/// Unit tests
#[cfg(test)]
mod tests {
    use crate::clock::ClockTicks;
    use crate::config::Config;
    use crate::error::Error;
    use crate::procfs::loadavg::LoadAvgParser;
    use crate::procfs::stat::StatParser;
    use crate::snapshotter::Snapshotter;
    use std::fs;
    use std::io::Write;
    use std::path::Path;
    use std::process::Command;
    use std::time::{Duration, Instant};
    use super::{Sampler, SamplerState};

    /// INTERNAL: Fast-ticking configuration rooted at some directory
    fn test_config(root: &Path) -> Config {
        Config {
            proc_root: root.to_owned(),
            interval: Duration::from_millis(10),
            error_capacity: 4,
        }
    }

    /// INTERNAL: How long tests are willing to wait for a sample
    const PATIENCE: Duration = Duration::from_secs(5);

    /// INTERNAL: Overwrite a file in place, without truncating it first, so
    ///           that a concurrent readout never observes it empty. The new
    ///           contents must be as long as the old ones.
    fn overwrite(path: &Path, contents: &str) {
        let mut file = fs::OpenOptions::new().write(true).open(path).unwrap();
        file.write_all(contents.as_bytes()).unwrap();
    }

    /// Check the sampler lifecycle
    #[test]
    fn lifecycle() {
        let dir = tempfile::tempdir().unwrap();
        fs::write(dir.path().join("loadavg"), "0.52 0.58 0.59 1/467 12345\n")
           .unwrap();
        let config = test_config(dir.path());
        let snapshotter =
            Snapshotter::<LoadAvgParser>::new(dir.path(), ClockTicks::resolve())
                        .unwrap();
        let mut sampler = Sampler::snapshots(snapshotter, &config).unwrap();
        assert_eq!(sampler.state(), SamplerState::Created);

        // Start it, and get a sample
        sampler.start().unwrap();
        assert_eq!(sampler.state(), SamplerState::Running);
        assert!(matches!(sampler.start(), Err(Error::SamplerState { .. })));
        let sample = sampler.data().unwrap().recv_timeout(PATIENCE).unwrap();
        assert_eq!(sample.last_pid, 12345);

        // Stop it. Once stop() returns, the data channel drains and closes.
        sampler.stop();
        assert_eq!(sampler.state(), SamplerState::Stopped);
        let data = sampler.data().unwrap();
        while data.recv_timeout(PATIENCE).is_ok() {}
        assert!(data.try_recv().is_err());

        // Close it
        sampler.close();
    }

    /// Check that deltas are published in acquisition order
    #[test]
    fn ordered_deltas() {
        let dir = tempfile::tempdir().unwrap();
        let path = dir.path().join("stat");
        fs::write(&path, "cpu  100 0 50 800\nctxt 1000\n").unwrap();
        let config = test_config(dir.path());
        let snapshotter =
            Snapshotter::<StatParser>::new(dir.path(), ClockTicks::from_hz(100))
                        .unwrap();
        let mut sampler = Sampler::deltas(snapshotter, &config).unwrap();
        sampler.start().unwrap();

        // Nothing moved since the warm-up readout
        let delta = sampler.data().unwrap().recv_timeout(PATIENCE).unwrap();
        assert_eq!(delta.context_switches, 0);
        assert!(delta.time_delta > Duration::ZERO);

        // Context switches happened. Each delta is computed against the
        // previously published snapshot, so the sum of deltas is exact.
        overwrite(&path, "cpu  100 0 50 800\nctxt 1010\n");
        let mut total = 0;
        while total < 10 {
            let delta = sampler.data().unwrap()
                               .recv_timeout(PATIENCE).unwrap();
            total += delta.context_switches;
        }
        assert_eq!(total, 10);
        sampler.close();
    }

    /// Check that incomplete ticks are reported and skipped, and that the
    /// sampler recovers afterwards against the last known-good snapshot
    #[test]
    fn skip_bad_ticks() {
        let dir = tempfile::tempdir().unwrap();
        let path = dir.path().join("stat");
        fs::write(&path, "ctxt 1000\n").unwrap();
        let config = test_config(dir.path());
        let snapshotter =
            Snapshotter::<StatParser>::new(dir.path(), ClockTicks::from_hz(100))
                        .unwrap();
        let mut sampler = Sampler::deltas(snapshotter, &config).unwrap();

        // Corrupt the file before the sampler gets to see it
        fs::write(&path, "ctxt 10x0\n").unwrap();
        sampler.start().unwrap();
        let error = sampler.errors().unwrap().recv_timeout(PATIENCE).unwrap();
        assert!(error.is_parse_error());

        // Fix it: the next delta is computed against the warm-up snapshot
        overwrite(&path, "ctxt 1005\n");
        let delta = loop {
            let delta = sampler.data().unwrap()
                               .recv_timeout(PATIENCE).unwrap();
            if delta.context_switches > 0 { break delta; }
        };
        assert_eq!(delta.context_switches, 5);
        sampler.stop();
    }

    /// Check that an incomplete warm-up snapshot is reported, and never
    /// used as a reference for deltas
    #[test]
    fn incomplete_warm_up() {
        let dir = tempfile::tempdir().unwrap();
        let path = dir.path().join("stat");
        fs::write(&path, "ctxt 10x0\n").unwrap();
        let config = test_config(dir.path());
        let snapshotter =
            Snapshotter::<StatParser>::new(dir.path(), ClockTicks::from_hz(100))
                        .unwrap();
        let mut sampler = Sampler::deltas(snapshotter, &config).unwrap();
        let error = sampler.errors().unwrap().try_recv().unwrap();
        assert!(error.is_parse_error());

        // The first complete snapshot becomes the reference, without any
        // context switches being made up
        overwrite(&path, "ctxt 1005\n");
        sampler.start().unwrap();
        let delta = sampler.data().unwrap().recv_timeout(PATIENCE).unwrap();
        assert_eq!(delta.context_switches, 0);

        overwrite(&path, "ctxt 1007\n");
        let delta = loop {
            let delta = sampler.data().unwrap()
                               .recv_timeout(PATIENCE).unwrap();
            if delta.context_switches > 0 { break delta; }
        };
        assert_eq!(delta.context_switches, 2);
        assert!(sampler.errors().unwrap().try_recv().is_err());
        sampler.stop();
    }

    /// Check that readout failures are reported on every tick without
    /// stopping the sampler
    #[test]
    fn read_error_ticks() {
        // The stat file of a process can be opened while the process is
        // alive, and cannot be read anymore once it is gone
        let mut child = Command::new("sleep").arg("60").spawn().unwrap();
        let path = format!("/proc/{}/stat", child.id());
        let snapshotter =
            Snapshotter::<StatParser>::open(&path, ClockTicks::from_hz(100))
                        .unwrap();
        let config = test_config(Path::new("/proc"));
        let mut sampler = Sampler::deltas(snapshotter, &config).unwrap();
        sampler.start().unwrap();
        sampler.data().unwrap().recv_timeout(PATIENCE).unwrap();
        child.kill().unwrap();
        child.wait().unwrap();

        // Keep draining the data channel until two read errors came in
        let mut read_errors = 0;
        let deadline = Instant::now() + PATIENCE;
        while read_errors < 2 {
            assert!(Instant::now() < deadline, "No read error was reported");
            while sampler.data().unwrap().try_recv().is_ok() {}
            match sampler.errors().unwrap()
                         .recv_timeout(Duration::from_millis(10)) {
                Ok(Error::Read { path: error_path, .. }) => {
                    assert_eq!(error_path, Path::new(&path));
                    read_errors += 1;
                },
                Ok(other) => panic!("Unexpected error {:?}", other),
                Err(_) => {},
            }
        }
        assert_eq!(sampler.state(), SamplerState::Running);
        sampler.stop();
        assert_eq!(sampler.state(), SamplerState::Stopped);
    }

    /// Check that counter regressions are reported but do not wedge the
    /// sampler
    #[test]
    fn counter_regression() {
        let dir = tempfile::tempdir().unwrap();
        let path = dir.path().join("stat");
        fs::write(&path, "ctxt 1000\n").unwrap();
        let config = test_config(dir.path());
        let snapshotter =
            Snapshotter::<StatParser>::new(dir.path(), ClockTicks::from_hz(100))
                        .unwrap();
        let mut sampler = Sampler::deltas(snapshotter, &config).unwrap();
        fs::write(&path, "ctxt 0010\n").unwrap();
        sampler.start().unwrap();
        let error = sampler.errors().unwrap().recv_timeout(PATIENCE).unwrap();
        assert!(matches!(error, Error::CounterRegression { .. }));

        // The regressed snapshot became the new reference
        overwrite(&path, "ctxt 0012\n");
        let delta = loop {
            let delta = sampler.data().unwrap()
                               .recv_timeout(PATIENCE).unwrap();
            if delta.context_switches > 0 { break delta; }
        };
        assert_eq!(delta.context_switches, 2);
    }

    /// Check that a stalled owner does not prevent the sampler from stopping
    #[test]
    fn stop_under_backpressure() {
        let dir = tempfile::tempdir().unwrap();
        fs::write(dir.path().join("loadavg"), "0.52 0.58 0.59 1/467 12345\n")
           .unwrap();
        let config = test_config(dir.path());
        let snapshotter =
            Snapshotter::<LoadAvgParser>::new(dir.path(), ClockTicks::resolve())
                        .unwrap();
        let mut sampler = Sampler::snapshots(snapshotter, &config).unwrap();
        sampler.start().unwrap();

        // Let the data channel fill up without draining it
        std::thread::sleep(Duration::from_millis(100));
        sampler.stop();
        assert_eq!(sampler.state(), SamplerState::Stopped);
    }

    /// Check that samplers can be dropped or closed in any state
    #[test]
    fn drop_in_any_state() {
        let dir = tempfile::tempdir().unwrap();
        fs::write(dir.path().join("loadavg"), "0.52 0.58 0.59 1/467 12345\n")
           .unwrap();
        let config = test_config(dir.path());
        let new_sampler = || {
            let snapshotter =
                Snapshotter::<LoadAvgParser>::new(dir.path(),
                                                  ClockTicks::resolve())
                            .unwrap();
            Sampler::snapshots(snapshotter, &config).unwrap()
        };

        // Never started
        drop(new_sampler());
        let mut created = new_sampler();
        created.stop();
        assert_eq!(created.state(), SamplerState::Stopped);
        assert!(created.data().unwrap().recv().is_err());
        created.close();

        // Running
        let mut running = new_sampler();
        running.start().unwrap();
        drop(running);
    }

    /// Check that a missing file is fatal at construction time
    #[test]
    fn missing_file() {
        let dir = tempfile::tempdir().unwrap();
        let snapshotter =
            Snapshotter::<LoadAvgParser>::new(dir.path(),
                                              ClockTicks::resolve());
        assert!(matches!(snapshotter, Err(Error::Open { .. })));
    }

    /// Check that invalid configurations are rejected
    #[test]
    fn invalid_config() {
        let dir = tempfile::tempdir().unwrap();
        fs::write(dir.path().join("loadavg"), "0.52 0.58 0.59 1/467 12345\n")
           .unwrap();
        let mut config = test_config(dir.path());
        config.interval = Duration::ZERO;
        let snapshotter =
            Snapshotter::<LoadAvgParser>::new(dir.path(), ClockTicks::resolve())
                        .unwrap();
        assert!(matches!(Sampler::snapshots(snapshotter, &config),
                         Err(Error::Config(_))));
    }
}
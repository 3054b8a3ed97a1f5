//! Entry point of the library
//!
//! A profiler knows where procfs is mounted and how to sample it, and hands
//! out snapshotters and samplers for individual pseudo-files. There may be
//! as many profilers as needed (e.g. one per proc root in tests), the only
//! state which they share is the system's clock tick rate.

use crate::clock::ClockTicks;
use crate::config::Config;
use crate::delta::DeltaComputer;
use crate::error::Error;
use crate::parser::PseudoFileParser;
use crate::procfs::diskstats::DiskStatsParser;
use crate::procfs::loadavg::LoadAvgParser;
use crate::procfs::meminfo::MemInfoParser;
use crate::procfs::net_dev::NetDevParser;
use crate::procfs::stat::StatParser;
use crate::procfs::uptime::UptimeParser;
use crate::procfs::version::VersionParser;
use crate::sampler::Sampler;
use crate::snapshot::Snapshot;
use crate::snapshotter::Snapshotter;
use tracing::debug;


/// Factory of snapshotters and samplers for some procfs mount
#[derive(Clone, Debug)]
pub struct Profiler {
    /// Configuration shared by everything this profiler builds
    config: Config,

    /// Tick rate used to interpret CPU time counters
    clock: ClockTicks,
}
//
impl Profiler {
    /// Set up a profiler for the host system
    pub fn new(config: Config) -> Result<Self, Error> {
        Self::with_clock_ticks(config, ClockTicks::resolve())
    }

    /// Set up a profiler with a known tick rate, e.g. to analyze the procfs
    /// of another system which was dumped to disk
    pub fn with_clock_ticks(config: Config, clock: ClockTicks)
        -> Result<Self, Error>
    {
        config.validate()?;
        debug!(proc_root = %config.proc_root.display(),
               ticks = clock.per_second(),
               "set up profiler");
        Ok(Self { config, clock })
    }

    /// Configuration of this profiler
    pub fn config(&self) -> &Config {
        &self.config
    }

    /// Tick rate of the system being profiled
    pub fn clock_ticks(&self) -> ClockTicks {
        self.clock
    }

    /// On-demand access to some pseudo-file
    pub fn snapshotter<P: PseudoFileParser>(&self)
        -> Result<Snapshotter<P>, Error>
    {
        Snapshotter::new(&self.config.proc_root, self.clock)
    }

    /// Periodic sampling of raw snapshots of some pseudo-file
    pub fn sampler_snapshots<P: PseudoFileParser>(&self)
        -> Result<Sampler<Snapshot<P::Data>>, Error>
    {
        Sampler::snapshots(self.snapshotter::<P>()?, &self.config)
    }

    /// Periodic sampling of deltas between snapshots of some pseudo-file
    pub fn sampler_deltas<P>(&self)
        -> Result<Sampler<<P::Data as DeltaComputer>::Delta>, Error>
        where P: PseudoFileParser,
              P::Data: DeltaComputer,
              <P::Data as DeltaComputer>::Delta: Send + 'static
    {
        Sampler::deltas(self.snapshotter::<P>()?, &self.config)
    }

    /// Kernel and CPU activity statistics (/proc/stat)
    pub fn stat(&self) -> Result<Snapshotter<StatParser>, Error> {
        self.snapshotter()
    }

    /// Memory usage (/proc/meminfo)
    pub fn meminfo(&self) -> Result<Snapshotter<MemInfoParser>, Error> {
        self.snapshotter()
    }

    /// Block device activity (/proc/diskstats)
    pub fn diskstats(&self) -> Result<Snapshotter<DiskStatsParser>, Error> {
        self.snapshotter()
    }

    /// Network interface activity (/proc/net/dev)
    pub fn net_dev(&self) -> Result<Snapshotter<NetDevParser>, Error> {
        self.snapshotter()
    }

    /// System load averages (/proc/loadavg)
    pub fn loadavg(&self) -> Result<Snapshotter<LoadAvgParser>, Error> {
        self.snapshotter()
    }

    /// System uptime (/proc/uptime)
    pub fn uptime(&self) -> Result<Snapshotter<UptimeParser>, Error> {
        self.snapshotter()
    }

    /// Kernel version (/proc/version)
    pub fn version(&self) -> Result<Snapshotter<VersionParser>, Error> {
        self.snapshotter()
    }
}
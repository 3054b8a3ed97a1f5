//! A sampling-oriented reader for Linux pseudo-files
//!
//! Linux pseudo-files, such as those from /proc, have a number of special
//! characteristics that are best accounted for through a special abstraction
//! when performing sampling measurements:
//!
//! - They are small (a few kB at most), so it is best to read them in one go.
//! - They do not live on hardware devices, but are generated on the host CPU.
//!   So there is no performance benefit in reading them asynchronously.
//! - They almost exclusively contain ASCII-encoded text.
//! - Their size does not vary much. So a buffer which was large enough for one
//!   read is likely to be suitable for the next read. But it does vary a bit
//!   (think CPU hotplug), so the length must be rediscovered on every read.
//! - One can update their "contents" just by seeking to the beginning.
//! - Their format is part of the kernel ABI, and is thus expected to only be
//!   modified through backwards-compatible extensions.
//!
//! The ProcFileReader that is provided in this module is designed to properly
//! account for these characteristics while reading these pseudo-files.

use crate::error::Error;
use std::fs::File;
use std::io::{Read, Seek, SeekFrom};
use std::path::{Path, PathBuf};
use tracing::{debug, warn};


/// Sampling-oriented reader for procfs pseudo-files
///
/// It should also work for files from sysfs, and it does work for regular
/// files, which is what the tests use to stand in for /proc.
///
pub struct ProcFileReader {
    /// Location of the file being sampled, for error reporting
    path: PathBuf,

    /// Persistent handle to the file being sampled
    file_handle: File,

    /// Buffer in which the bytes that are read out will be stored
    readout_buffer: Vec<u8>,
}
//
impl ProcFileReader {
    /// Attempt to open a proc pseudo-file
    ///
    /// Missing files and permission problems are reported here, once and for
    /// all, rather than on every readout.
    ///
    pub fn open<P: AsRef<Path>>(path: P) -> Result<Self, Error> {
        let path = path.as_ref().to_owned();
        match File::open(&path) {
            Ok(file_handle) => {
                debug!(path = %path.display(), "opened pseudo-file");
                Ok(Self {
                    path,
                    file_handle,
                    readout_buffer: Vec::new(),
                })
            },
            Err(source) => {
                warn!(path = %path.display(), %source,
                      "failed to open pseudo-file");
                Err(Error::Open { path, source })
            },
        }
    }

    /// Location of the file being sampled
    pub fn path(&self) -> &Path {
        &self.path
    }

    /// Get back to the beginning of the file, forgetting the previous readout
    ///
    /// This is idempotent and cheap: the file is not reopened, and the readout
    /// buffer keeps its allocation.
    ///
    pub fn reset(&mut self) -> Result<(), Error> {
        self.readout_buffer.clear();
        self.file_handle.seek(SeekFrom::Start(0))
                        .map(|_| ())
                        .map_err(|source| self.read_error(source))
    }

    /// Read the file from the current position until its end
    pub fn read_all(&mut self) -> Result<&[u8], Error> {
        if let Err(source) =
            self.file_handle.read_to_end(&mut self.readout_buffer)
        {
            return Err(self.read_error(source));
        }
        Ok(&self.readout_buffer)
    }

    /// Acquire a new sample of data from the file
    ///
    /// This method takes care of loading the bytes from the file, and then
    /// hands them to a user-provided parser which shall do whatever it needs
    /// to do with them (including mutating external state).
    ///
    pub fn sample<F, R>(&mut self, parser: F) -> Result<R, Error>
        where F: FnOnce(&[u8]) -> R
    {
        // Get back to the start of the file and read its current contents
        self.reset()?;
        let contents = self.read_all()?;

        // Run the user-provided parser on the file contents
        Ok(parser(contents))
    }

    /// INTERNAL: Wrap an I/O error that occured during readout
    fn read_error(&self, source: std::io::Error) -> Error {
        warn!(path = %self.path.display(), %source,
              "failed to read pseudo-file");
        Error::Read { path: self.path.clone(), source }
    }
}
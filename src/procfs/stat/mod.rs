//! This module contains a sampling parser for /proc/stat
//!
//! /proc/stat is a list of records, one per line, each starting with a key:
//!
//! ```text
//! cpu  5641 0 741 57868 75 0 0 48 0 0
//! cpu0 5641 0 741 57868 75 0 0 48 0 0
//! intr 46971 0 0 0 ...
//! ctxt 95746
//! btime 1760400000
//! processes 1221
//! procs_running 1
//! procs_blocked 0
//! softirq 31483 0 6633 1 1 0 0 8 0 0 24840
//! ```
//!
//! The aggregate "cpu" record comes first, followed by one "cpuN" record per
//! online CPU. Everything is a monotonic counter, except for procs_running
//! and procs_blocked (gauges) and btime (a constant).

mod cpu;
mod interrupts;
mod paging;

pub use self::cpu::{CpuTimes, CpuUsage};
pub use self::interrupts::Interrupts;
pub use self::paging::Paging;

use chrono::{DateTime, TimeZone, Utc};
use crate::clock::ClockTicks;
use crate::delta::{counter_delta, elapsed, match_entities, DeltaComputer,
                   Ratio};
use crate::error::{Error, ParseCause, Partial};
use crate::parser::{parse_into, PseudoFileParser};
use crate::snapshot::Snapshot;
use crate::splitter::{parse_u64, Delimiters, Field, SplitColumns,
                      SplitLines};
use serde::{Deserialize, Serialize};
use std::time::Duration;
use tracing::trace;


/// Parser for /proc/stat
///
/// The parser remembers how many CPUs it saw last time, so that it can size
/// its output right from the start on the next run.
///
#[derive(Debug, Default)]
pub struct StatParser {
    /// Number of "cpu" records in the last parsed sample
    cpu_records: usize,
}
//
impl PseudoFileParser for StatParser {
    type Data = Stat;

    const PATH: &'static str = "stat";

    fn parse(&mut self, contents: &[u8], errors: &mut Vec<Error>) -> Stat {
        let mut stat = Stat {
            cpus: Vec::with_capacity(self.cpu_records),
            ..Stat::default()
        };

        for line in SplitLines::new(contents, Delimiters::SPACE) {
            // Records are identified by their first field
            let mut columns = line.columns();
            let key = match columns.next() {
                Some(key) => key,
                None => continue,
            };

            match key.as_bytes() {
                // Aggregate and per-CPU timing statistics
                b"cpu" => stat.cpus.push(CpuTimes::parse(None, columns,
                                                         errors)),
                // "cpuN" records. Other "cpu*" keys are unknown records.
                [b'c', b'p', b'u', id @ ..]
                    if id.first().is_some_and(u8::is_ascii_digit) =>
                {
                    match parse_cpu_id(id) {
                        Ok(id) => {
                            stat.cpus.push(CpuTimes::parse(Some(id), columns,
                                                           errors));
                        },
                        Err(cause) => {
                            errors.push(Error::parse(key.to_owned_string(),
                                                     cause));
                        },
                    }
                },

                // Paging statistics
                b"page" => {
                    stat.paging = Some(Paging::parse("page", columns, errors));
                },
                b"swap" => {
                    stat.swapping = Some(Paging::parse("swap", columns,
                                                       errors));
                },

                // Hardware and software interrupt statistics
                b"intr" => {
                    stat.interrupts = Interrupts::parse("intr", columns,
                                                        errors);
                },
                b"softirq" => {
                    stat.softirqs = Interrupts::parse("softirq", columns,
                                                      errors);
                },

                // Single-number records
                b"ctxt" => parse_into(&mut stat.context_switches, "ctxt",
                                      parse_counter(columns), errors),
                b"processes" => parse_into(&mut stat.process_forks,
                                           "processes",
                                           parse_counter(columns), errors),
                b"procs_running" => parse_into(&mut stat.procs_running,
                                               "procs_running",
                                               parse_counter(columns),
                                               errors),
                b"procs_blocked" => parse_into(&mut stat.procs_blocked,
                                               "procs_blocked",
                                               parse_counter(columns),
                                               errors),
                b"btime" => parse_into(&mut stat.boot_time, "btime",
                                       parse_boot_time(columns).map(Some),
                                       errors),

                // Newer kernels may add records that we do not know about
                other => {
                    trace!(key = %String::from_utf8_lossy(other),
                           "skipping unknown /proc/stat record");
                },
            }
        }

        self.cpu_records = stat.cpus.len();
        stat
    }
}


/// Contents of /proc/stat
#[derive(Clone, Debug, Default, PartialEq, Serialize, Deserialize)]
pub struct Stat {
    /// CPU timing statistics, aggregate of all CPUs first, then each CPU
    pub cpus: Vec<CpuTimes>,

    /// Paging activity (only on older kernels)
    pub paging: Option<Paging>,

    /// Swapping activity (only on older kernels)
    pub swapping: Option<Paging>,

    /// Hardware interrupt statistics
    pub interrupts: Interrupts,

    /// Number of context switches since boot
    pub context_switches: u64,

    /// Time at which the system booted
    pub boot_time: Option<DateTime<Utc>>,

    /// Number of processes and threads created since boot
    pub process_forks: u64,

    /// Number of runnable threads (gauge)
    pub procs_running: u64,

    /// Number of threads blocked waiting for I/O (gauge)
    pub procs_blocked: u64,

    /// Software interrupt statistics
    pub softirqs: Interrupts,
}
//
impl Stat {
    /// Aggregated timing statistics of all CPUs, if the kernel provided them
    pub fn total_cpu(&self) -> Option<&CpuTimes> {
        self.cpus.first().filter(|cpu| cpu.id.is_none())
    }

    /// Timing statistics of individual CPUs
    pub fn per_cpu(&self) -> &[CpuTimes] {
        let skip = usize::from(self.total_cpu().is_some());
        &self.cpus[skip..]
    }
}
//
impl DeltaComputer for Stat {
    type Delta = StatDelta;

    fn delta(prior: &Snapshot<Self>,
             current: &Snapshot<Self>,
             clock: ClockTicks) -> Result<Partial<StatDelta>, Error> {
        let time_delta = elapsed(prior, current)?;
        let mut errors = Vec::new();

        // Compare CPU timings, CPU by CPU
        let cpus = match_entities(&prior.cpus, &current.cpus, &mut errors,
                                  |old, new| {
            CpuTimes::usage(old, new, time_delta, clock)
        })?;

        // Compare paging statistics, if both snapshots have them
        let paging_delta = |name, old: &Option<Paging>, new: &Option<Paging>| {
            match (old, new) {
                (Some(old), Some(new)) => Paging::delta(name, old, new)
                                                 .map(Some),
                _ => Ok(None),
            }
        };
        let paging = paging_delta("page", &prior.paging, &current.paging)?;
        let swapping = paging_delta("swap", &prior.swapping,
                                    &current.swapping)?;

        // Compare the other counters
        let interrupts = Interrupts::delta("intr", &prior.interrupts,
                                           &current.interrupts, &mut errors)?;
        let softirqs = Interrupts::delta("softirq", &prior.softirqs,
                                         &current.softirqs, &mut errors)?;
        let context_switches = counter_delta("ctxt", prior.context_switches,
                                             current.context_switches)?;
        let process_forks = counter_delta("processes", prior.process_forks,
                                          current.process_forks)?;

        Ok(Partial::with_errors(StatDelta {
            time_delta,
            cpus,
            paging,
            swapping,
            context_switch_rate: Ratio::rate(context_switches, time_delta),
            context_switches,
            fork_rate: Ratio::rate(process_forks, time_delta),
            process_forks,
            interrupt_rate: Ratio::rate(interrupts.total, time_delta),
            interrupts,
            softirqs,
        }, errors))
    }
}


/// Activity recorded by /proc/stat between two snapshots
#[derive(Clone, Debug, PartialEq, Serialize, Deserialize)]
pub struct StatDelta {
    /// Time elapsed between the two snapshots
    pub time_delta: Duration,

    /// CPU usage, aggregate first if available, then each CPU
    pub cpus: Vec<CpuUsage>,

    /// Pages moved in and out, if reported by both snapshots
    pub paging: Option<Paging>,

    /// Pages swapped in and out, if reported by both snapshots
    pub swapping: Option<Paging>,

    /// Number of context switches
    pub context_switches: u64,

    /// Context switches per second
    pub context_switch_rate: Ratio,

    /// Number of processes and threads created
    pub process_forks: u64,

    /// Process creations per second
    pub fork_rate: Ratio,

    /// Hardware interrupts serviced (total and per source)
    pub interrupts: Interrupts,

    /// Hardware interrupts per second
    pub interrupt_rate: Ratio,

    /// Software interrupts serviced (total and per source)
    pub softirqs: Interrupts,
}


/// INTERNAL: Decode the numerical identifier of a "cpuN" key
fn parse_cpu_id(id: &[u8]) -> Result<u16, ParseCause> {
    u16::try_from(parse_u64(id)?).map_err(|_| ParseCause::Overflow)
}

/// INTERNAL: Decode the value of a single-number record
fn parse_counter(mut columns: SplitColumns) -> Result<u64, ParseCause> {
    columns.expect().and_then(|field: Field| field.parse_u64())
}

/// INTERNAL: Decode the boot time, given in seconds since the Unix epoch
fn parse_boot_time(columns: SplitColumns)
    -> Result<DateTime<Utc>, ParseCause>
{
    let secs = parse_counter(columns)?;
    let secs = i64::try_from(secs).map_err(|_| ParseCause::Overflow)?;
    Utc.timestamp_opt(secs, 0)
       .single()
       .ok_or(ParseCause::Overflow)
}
___
→ **AIM OF THE EXERCISE**: Everything from the line containing "let secs = i64::try_from(secs).map_err(|_|" through the end of the entries above should be retyped exactly, and nothing else.

→ **RESULT OF THE EXERCISE**:
    let secs = i64::try_from(secs).map_err(|_| ParseCause::Overflow)?;
    Utc.timestamp_opt(secs, 0)
       .single()
       .ok_or(ParseCause::Overflow)
}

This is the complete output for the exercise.